Her biography, titled Vivre avec le destin (Living with Destiny), written by her son-in-law Jean-François Lépine, was published in 2010.

Sutto died in a Montreal palliative care facility in March 2017 at age 95, as reported by Lépine.

==Honours==
In 1986 she was made an Officer of the Order of Canada and was promoted to Companion in 1991. In 1998, she was made a Knight of the National Order of Quebec. It is the highest honor in the performing arts in Canada. In May 2014, Sutto received a Governor General's Performing Arts Award for Lifetime Artistic Achievement for her contribution to Canadian theatre.
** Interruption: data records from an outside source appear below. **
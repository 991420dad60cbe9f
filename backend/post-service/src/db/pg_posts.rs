use async_trait::async_trait;
use chrono::{DateTime, Utc};
use sqlx::{PgPool, Postgres, QueryBuilder};
use std::collections::HashMap;
use uuid::Uuid;

use super::PostRepository;
use crate::error::Result;
use crate::models::{Comment, ImageAppend, NewPost, Post, PostFilter, PostUpdate, ToggleOutcome};

const POST_COLUMNS: &str = "p.id, p.user_id, p.title, p.text, p.images, p.created_at, p.updated_at";

/// Repository for posts and their likes, saves and comments
#[derive(Clone)]
pub struct PgPostRepository {
    pool: PgPool,
}

#[derive(sqlx::FromRow)]
struct PostRow {
    id: Uuid,
    user_id: Uuid,
    title: Option<String>,
    text: String,
    images: Vec<String>,
    created_at: DateTime<Utc>,
    updated_at: DateTime<Utc>,
}

/// Engagement table backing a toggle
#[derive(Debug, Clone, Copy)]
enum Membership {
    Likes,
    Saves,
}

impl Membership {
    fn table(self) -> &'static str {
        match self {
            Membership::Likes => "post_likes",
            Membership::Saves => "post_saves",
        }
    }
}

fn push_filter(qb: &mut QueryBuilder<'_, Postgres>, filter: &PostFilter) {
    match filter {
        PostFilter::All => {
            qb.push(" TRUE");
        }
        PostFilter::Author(user_id) => {
            qb.push(" p.user_id = ").push_bind(*user_id);
        }
        PostFilter::Authors(user_ids) => {
            qb.push(" p.user_id = ANY(")
                .push_bind(user_ids.clone())
                .push(")");
        }
        PostFilter::SavedBy(user_id) => {
            qb.push(" EXISTS (SELECT 1 FROM post_saves s WHERE s.post_id = p.id AND s.user_id = ")
                .push_bind(*user_id)
                .push(")");
        }
        PostFilter::LikedBy(user_id) => {
            qb.push(" EXISTS (SELECT 1 FROM post_likes l WHERE l.post_id = p.id AND l.user_id = ")
                .push_bind(*user_id)
                .push(")");
        }
    }
}

impl PgPostRepository {
    pub fn new(pool: PgPool) -> Self {
        Self { pool }
    }

    /// Attach likes, saves and comments to a batch of post rows
    async fn hydrate(&self, rows: Vec<PostRow>) -> Result<Vec<Post>> {
        if rows.is_empty() {
            return Ok(Vec::new());
        }

        let ids: Vec<Uuid> = rows.iter().map(|r| r.id).collect();

        let likes: Vec<(Uuid, Uuid)> = sqlx::query_as(
            r#"
            SELECT post_id, user_id FROM post_likes
            WHERE post_id = ANY($1)
            ORDER BY created_at ASC
            "#,
        )
        .bind(&ids)
        .fetch_all(&self.pool)
        .await?;

        let saves: Vec<(Uuid, Uuid)> = sqlx::query_as(
            r#"
            SELECT post_id, user_id FROM post_saves
            WHERE post_id = ANY($1)
            ORDER BY created_at ASC
            "#,
        )
        .bind(&ids)
        .fetch_all(&self.pool)
        .await?;

        let comments = sqlx::query_as::<_, Comment>(
            r#"
            SELECT id, post_id, user_id, text, created_at
            FROM comments
            WHERE post_id = ANY($1)
            ORDER BY created_at ASC, id ASC
            "#,
        )
        .bind(&ids)
        .fetch_all(&self.pool)
        .await?;

        let mut likes_by_post: HashMap<Uuid, Vec<Uuid>> = HashMap::new();
        for (post_id, user_id) in likes {
            likes_by_post.entry(post_id).or_default().push(user_id);
        }
        let mut saves_by_post: HashMap<Uuid, Vec<Uuid>> = HashMap::new();
        for (post_id, user_id) in saves {
            saves_by_post.entry(post_id).or_default().push(user_id);
        }
        let mut comments_by_post: HashMap<Uuid, Vec<Comment>> = HashMap::new();
        for comment in comments {
            comments_by_post
                .entry(comment.post_id)
                .or_default()
                .push(comment);
        }

        Ok(rows
            .into_iter()
            .map(|row| Post {
                likes: likes_by_post.remove(&row.id).unwrap_or_default(),
                saves: saves_by_post.remove(&row.id).unwrap_or_default(),
                comments: comments_by_post.remove(&row.id).unwrap_or_default(),
                id: row.id,
                user_id: row.user_id,
                title: row.title,
                text: row.text,
                images: row.images,
                created_at: row.created_at,
                updated_at: row.updated_at,
            })
            .collect())
    }

    async fn hydrate_one(&self, row: Option<PostRow>) -> Result<Option<Post>> {
        match row {
            Some(row) => Ok(self.hydrate(vec![row]).await?.pop()),
            None => Ok(None),
        }
    }

    async fn post_comments(&self, post_id: Uuid) -> Result<Vec<Comment>> {
        let comments = sqlx::query_as::<_, Comment>(
            r#"
            SELECT id, post_id, user_id, text, created_at
            FROM comments
            WHERE post_id = $1
            ORDER BY created_at ASC, id ASC
            "#,
        )
        .bind(post_id)
        .fetch_all(&self.pool)
        .await?;

        Ok(comments)
    }

    /// Flip `user_id` in or out of an engagement table.
    ///
    /// The post row is locked for the duration of the transaction, so two
    /// concurrent toggles on the same post are applied one after the other.
    async fn toggle_membership(
        &self,
        membership: Membership,
        post_id: Uuid,
        user_id: Uuid,
    ) -> Result<Option<ToggleOutcome>> {
        let table = membership.table();
        let mut tx = self.pool.begin().await?;

        let locked: Option<Uuid> =
            sqlx::query_scalar("SELECT id FROM posts WHERE id = $1 FOR UPDATE")
                .bind(post_id)
                .fetch_optional(&mut *tx)
                .await?;

        if locked.is_none() {
            return Ok(None);
        }

        let removed = sqlx::query(&format!(
            "DELETE FROM {} WHERE post_id = $1 AND user_id = $2",
            table
        ))
        .bind(post_id)
        .bind(user_id)
        .execute(&mut *tx)
        .await?
        .rows_affected();

        let active = removed == 0;
        if active {
            sqlx::query(&format!(
                "INSERT INTO {} (post_id, user_id) VALUES ($1, $2) ON CONFLICT DO NOTHING",
                table
            ))
            .bind(post_id)
            .bind(user_id)
            .execute(&mut *tx)
            .await?;
        }

        let users: Vec<Uuid> = sqlx::query_scalar(&format!(
            "SELECT user_id FROM {} WHERE post_id = $1 ORDER BY created_at ASC",
            table
        ))
        .bind(post_id)
        .fetch_all(&mut *tx)
        .await?;

        tx.commit().await?;

        Ok(Some(ToggleOutcome {
            post_id,
            active,
            users,
        }))
    }
}

#[async_trait]
impl PostRepository for PgPostRepository {
    async fn create_post(&self, new_post: NewPost) -> Result<Post> {
        let row = sqlx::query_as::<_, PostRow>(
            r#"
            INSERT INTO posts (id, user_id, title, text)
            VALUES ($1, $2, $3, $4)
            RETURNING id, user_id, title, text, images, created_at, updated_at
            "#,
        )
        .bind(Uuid::new_v4())
        .bind(new_post.user_id)
        .bind(&new_post.title)
        .bind(&new_post.text)
        .fetch_one(&self.pool)
        .await?;

        Ok(Post {
            id: row.id,
            user_id: row.user_id,
            title: row.title,
            text: row.text,
            images: row.images,
            likes: Vec::new(),
            saves: Vec::new(),
            comments: Vec::new(),
            created_at: row.created_at,
            updated_at: row.updated_at,
        })
    }

    async fn find_post(&self, post_id: Uuid) -> Result<Option<Post>> {
        let row = sqlx::query_as::<_, PostRow>(&format!(
            "SELECT {} FROM posts p WHERE p.id = $1",
            POST_COLUMNS
        ))
        .bind(post_id)
        .fetch_optional(&self.pool)
        .await?;

        self.hydrate_one(row).await
    }

    async fn update_post(&self, post_id: Uuid, update: PostUpdate) -> Result<Option<Post>> {
        let row = sqlx::query_as::<_, PostRow>(
            r#"
            UPDATE posts
            SET title = CASE WHEN $2 THEN $3 ELSE title END,
                text = COALESCE($4, text),
                updated_at = NOW()
            WHERE id = $1
            RETURNING id, user_id, title, text, images, created_at, updated_at
            "#,
        )
        .bind(post_id)
        .bind(update.title.is_some())
        .bind(update.title.as_ref().and_then(|t| t.as_deref()))
        .bind(&update.text)
        .fetch_optional(&self.pool)
        .await?;

        self.hydrate_one(row).await
    }

    async fn append_images(
        &self,
        post_id: Uuid,
        images: &[String],
        max_images: usize,
    ) -> Result<ImageAppend> {
        let row = sqlx::query_as::<_, PostRow>(
            r#"
            UPDATE posts
            SET images = images || $2::text[],
                updated_at = NOW()
            WHERE id = $1
              AND cardinality(images) + cardinality($2::text[]) <= $3
            RETURNING id, user_id, title, text, images, created_at, updated_at
            "#,
        )
        .bind(post_id)
        .bind(images)
        .bind(max_images as i32)
        .fetch_optional(&self.pool)
        .await?;

        if let Some(post) = self.hydrate_one(row).await? {
            return Ok(ImageAppend::Appended(post));
        }

        // no row updated: either the post is gone or the limit held it back
        let exists: bool = sqlx::query_scalar("SELECT EXISTS(SELECT 1 FROM posts WHERE id = $1)")
            .bind(post_id)
            .fetch_one(&self.pool)
            .await?;

        Ok(if exists {
            ImageAppend::LimitExceeded
        } else {
            ImageAppend::PostNotFound
        })
    }

    async fn delete_post(&self, post_id: Uuid) -> Result<bool> {
        // likes, saves and comments go with it through ON DELETE CASCADE
        let result = sqlx::query("DELETE FROM posts WHERE id = $1")
            .bind(post_id)
            .execute(&self.pool)
            .await?;

        Ok(result.rows_affected() > 0)
    }

    async fn list_posts(
        &self,
        filter: &PostFilter,
        limit: i64,
        offset: i64,
    ) -> Result<(Vec<Post>, i64)> {
        let mut qb = QueryBuilder::<Postgres>::new(format!(
            "SELECT {} FROM posts p WHERE",
            POST_COLUMNS
        ));
        push_filter(&mut qb, filter);
        qb.push(" ORDER BY p.created_at DESC, p.id DESC LIMIT ")
            .push_bind(limit)
            .push(" OFFSET ")
            .push_bind(offset);

        let rows = qb.build_query_as::<PostRow>().fetch_all(&self.pool).await?;

        let mut count_qb = QueryBuilder::<Postgres>::new("SELECT COUNT(*) FROM posts p WHERE");
        push_filter(&mut count_qb, filter);
        let total: i64 = count_qb
            .build_query_scalar()
            .fetch_one(&self.pool)
            .await?;

        Ok((self.hydrate(rows).await?, total))
    }

    async fn toggle_like(&self, post_id: Uuid, user_id: Uuid) -> Result<Option<ToggleOutcome>> {
        self.toggle_membership(Membership::Likes, post_id, user_id)
            .await
    }

    async fn toggle_save(&self, post_id: Uuid, user_id: Uuid) -> Result<Option<ToggleOutcome>> {
        self.toggle_membership(Membership::Saves, post_id, user_id)
            .await
    }

    async fn add_comment(
        &self,
        post_id: Uuid,
        user_id: Uuid,
        text: String,
    ) -> Result<Option<Vec<Comment>>> {
        let inserted: Option<Uuid> = sqlx::query_scalar(
            r#"
            INSERT INTO comments (id, post_id, user_id, text)
            SELECT $1, p.id, $3, $4 FROM posts p WHERE p.id = $2
            RETURNING id
            "#,
        )
        .bind(Uuid::new_v4())
        .bind(post_id)
        .bind(user_id)
        .bind(&text)
        .fetch_optional(&self.pool)
        .await?;

        if inserted.is_none() {
            return Ok(None);
        }

        Ok(Some(self.post_comments(post_id).await?))
    }

    async fn find_comment(&self, post_id: Uuid, comment_id: Uuid) -> Result<Option<Comment>> {
        let comment = sqlx::query_as::<_, Comment>(
            r#"
            SELECT id, post_id, user_id, text, created_at
            FROM comments
            WHERE id = $1 AND post_id = $2
            "#,
        )
        .bind(comment_id)
        .bind(post_id)
        .fetch_optional(&self.pool)
        .await?;

        Ok(comment)
    }

    async fn delete_comment(&self, post_id: Uuid, comment_id: Uuid) -> Result<Vec<Comment>> {
        sqlx::query("DELETE FROM comments WHERE id = $1 AND post_id = $2")
            .bind(comment_id)
            .bind(post_id)
            .execute(&self.pool)
            .await?;

        self.post_comments(post_id).await
    }
}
In April 2015, she was the first woman to receive the title of Honorary Citizen of the City of Montreal. On October 5, 2016, she attended the unveiling of a mural in her honor created by the artist Kevin Ledo in the Ville-Marie borough, in Montreal. produced by the charity MU, located in South-Central Montreal, a neighborhood that Janine Sutto lived in as a child. The Maison de la Culture Frontenac was renamed Maison de la Culture Janine-Sutto in November 2018.